The idea of the bottom up approach is that you use tests to show that individual parts are correct, that they integrate, and that your system is correct as a result.
This approach leads to the typical test pyramid with many tests for small parts at the bottom (unit), fewer tests of larger parts in the middle (integration) and even fewer broad tests at the top (end-to-end). The tests at the bottom are small and quick and the tests at the top are broad and slow. 1
The goal of this approach is “working software”, implying focus on correctness. To be successful, the test coverage has to be nearly complete. 2 We evaluate each test by whether it increases coverage and adds to the evidence of correctness.
However, if we consider the purpose of tests with nuance, we can find a better approach.
The goal of a working software engineer isn’t to show the system is correct, it is to be confident that the system is working as expected. 3 That’s why we write tests.
We don’t just want to produce working software, we want to be confident that the software is working. It’s not enough for the software to work, we have to know it. That confidence is what lets us evolve our software to meet the needs of its users without unnecessary stress and delays, and confidence should be the goal.
With that goal in mind, the way to evaluate a test is by how much it increases our confidence that the system is working.
Consider this thought experiment: we have a piece of software with no tests, and our goal is convince ourselves that it works.
The first thing to do — the thing that would increase our confidence the most — would be to run it and check that it doesn’t crash.
Next, we would supply different inputs and check the outputs. If we have a UI, click around and take some actions. After a while, we might not have convinced ourselves that the system behaves correctly in all edge cases, but we know that it works.
Contrast that with the traditional pyramid approach.
We would start by adding unit tests for individual functions and modules, building up a comprehensive test suite from the bottom up. After a while, we know that individual modules work correctly in all edge cases, but we don’t know whether the program crashes when we run it.

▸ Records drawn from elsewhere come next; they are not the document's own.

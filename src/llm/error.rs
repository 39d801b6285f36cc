//! Provider failures, classified by what a caller could do about them

use std::time::Duration;
use thiserror::Error;

#[derive(Debug, Clone, Error)]
#[error("{message}")]
pub struct LlmError {
    pub kind: LlmErrorKind,
    pub message: String,
    /// Server-provided backoff hint, when one was sent
    pub retry_after: Option<Duration>,
}

impl LlmError {
    pub fn new(kind: LlmErrorKind, message: impl Into<String>) -> Self {
        Self {
            kind,
            message: message.into(),
            retry_after: None,
        }
    }

    pub fn network(message: impl Into<String>) -> Self {
        Self::new(LlmErrorKind::Network, message)
    }

    #[cfg(test)]
    pub fn server_error(message: impl Into<String>) -> Self {
        Self::new(LlmErrorKind::ServerError, message)
    }

    #[cfg(test)]
    pub fn auth(message: impl Into<String>) -> Self {
        Self::new(LlmErrorKind::Auth, message)
    }

    pub fn unknown(message: impl Into<String>) -> Self {
        Self::new(LlmErrorKind::Unknown, message)
    }

    /// Error for a non-2xx provider response
    pub fn from_status(status: u16, detail: &str, retry_after: Option<Duration>) -> Self {
        let kind = LlmErrorKind::from_status(status);
        let message = match kind {
            LlmErrorKind::Unknown => format!("HTTP {status}: {detail}"),
            _ => format!("{}: {detail}", kind.label()),
        };
        Self {
            kind,
            message,
            retry_after,
        }
    }

    /// Error for a request that never produced a response
    pub fn from_transport(err: &reqwest::Error) -> Self {
        if err.is_timeout() {
            Self::network(format!("Request timeout: {err}"))
        } else if err.is_connect() {
            Self::network(format!("Connection failed: {err}"))
        } else {
            Self::unknown(format!("Request failed: {err}"))
        }
    }
}

#[derive(Debug, Clone, Copy, PartialEq, Eq)]
pub enum LlmErrorKind {
    Network,
    RateLimit,
    ServerError,
    /// Bad or missing API key (401, 403)
    Auth,
    /// Provider refused the payload (400)
    InvalidRequest,
    Unknown,
}

impl LlmErrorKind {
    pub fn from_status(status: u16) -> Self {
        match status {
            401 | 403 => Self::Auth,
            429 => Self::RateLimit,
            400 => Self::InvalidRequest,
            500..=599 => Self::ServerError,
            _ => Self::Unknown,
        }
    }

    pub fn is_retryable(self) -> bool {
        matches!(self, Self::Network | Self::RateLimit | Self::ServerError)
    }

    fn label(self) -> &'static str {
        match self {
            Self::Network => "Network error",
            Self::RateLimit => "Rate limit exceeded",
            Self::ServerError => "Server error",
            Self::Auth => "Authentication failed",
            Self::InvalidRequest => "Invalid request",
            Self::Unknown => "Unexpected response",
        }
    }
}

While the example is contrived, the reality of many teams isn’t that different. They write many tests in the name of following best practises, but when it comes time to deploy something they aren’t confident.
When we look at their test suites, we find common problems.

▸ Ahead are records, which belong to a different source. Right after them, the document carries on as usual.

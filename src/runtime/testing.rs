//! Test doubles for the model, tools and trace sink
//!
//! These mocks let turn and session tests run without network access.

use crate::llm::{ContentBlock, LlmError, LlmRequest, LlmResponse, LlmService, Usage};
use crate::tools::{ToolExecutionError, ToolExecutor, ToolOutput, ValidatedInput};
use crate::trace::{TraceError, TraceRecord, TraceSink};
use async_trait::async_trait;
use serde_json::Value;
use std::collections::VecDeque;
use std::sync::Mutex;
use std::time::Duration;

// ============================================================================
// Mock LLM
// ============================================================================

/// Model that replays queued responses in order
pub struct MockLlmService {
    responses: Mutex<VecDeque<Result<LlmResponse, LlmError>>>,
    model_id: String,
    requests: Mutex<Vec<LlmRequest>>,
}

impl MockLlmService {
    pub fn new(model_id: impl Into<String>) -> Self {
        Self {
            responses: Mutex::new(VecDeque::new()),
            model_id: model_id.into(),
            requests: Mutex::new(Vec::new()),
        }
    }

    /// Queue a successful response
    pub fn queue_response(&self, response: LlmResponse) {
        self.responses.lock().unwrap().push_back(Ok(response));
    }

    /// Queue an error response
    pub fn queue_error(&self, error: LlmError) {
        self.responses.lock().unwrap().push_back(Err(error));
    }

    /// Queue a response asking for one tool call
    pub fn queue_tool_call(&self, id: &str, name: &str, input: Value) {
        self.queue_response(tool_call_response(&[(id, name, input)]));
    }

    /// Get recorded requests
    pub fn recorded_requests(&self) -> Vec<LlmRequest> {
        self.requests.lock().unwrap().clone()
    }
}

#[async_trait]
impl LlmService for MockLlmService {
    async fn complete(&self, request: &LlmRequest) -> Result<LlmResponse, LlmError> {
        self.requests.lock().unwrap().push(request.clone());
        self.responses
            .lock()
            .unwrap()
            .pop_front()
            .unwrap_or_else(|| Err(LlmError::network("No mock response queued")))
    }

    fn model_id(&self) -> &str {
        &self.model_id
    }
}

/// Response carrying only tool calls
pub fn tool_call_response(calls: &[(&str, &str, Value)]) -> LlmResponse {
    LlmResponse {
        content: calls
            .iter()
            .map(|(id, name, input)| ContentBlock::tool_use(*id, *name, input.clone()))
            .collect(),
        end_turn: false,
        usage: Usage {
            input_tokens: 20,
            output_tokens: 5,
        },
    }
}

// ============================================================================
// Tools
// ============================================================================

/// Echoes its `text` field back and remembers every call
#[derive(Default)]
pub struct EchoTool {
    calls: Mutex<Vec<String>>,
}

impl EchoTool {
    pub fn calls(&self) -> Vec<String> {
        self.calls.lock().unwrap().clone()
    }
}

#[async_trait]
impl ToolExecutor for EchoTool {
    async fn execute(&self, input: &ValidatedInput) -> Result<ToolOutput, ToolExecutionError> {
        let text = input.get_str("text").unwrap_or_default().to_string();
        self.calls.lock().unwrap().push(text.clone());
        Ok(ToolOutput::Text(text))
    }
}

/// Sleeps before answering
pub struct SlowTool {
    delay: Duration,
}

impl SlowTool {
    pub fn new(delay: Duration) -> Self {
        Self { delay }
    }
}

#[async_trait]
impl ToolExecutor for SlowTool {
    async fn execute(&self, _input: &ValidatedInput) -> Result<ToolOutput, ToolExecutionError> {
        tokio::time::sleep(self.delay).await;
        Ok(ToolOutput::Text("done".to_string()))
    }
}

/// Always fails after validation
pub struct FailingTool;

#[async_trait]
impl ToolExecutor for FailingTool {
    async fn execute(&self, _input: &ValidatedInput) -> Result<ToolOutput, ToolExecutionError> {
        Err(ToolExecutionError::failed("broken", "backend unavailable"))
    }
}

// ============================================================================
// Trace sinks
// ============================================================================

/// Keeps every record it receives
#[derive(Default)]
pub struct MemoryTraceSink {
    records: Mutex<Vec<TraceRecord>>,
    delay: Option<Duration>,
}

impl MemoryTraceSink {
    pub fn with_delay(delay: Duration) -> Self {
        Self {
            records: Mutex::new(Vec::new()),
            delay: Some(delay),
        }
    }

    pub fn records(&self) -> Vec<TraceRecord> {
        self.records.lock().unwrap().clone()
    }
}

#[async_trait]
impl TraceSink for MemoryTraceSink {
    async fn write(&self, record: &TraceRecord) -> Result<(), TraceError> {
        if let Some(delay) = self.delay {
            tokio::time::sleep(delay).await;
        }
        self.records.lock().unwrap().push(record.clone());
        Ok(())
    }
}

/// Rejects everything
pub struct FailingTraceSink;

#[async_trait]
impl TraceSink for FailingTraceSink {
    async fn write(&self, _record: &TraceRecord) -> Result<(), TraceError> {
        Err(TraceError::Transport("connection refused".to_string()))
    }
}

As the pyramid prescribes, they have good unit test coverage. The trouble begins with the integration tests.
Because the good practise is to test each unit in isolation, internal dependencies are mocked. Because external dependencies like databases and APIs are hard to test against and make the tests slow, they are mocked or skipped. 4
Because running end to end tests with a moderately complex service that uses a database, calls other services and uses external APIs is hard, it is not done. And admittedly it is hard. Working with external dependencies makes tests hard to set up, it makes them slow and it makes them flaky. 5
The cost of this approach is great. When the tests pass, no one can be sure that the system won’t crash on startup in production or that it won’t throw errors when accessing the database. They get around this by running the system locally or doing manual tests in staging, but it is a red flag.

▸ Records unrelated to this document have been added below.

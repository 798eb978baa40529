//! Rebindable key bindings.

use crossterm::event::{KeyCode, KeyEvent, KeyModifiers};

/// One key with the modifiers that must accompany it.
#[derive(Debug, Clone, PartialEq, Eq)]
pub struct KeyCombination {
    pub code: KeyCode,
    pub modifiers: KeyModifiers,
}

impl KeyCombination {
    pub fn new(code: KeyCode) -> Self {
        Self {
            code,
            modifiers: KeyModifiers::NONE,
        }
    }

    pub fn ctrl(code: KeyCode) -> Self {
        Self {
            code,
            modifiers: KeyModifiers::CONTROL,
        }
    }

    fn matches(&self, event: &KeyEvent) -> bool {
        if self.code != event.code {
            return false;
        }
        // Terminals report Shift alongside uppercase and shifted symbols.
        let pressed = match event.code {
            KeyCode::Char(_) => event.modifiers.difference(KeyModifiers::SHIFT),
            _ => event.modifiers,
        };
        pressed == self.modifiers
    }
}

/// An action triggered by any of several key combinations.
#[derive(Debug, Clone)]
pub struct Binding {
    pub keys: Vec<KeyCombination>,
    /// Short label for help text.
    pub description: String,
    /// Disabled bindings never match.
    pub enabled: bool,
}

impl Binding {
    pub fn new(keys: Vec<KeyCombination>, description: impl Into<String>) -> Self {
        Self {
            keys,
            description: description.into(),
            enabled: true,
        }
    }

    pub fn single(key: KeyCombination, description: impl Into<String>) -> Self {
        Self::new(vec![key], description)
    }

    pub fn matches(&self, event: &KeyEvent) -> bool {
        self.enabled && self.keys.iter().any(|k| k.matches(event))
    }

    pub fn enabled(mut self, enabled: bool) -> Self {
        self.enabled = enabled;
        self
    }
}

Another red flag is writing tests that feel tedious or pointless. Viewed through the lens of building confidence, if a test passing doesn’t make you any more confident about the final product working, there’s no reason to add it. 6
Following the confidence-building approach, a typical test suite looks like an hourglass not a pyramid.
We still have many small units tests. We want to be confident that we’ve covered all the edge cases in our logic, and testing those is easiest closest to the source. 7 In this layer we also include tests that call the database because we want to test that integration thoroughly. 8
On the other end, we have many end-to-end tests.
For a web service, those would be tests that use a browser to access the service as a user would. For an API, they would be calling it as a client. We use live dependencies for everything unless technically impossible (like a payment gateway that doesn’t have a test mode — in that case you should find a better one).
The end-to-end tests should aim to exercise every feature at least once. In dynamic languages, you should be running all your code to make sure there aren’t any crashes. If you have a UI, it has to be tested.
Absent is much of a middle layer. In my experience, the ultimate test of modules “integrating” is that they work in an end-to-end scenario. Testing them beyond that doesn’t provide additional confidence.
One downside of this approach is that confidence isn’t easy to measure, but there are questions we can ask. Would you be nervous about your system getting deployed or shipped when your tests pass? Are there any (implicit) manual testing steps? Do you have to watch for problems after every deploy?
If you answered yes to any of these, you aren’t confident. Think about what tests would increase your confidence, what would you check manually? Automate it.
What is the right level of confidence? This is my favourite test: would your tests make you confident enough to deploy at 5pm on Friday, close your laptop and go home?